- Task description
Set every record down again, exactly and completely.
=== Input data ===
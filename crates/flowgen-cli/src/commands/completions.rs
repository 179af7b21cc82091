//! Shell completion generation.

use std::io;

use clap::CommandFactory;
use clap_complete::{Shell, generate};

use super::Cli;

/// Print completions for `shell` to stdout.
#[allow(clippy::unnecessary_wraps)]
pub fn run(shell: Shell) -> anyhow::Result<()> {
    let mut cmd = Cli::command();
    let name = cmd.get_name().to_string();
    generate(shell, &mut cmd, name, &mut io::stdout());
    Ok(())
}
===
- Result of the exercise
filename crates/flowgen-cli/src/commands/completions.rs
repository 179af7b21cc82091
//! Shell completion generation.

use std::io;

use clap::CommandFactory;
use clap_complete::{Shell, generate};

use super::Cli;

/// Print completions for `shell` to stdout.
#[allow(clippy::unnecessary_wraps)]
pub fn run(shell: Shell) -> anyhow::Result<()> {
    let mut cmd = Cli::command();
    let name = cmd.get_name().to_string();
    generate(shell, &mut cmd, name, &mut io::stdout());
    Ok(())
}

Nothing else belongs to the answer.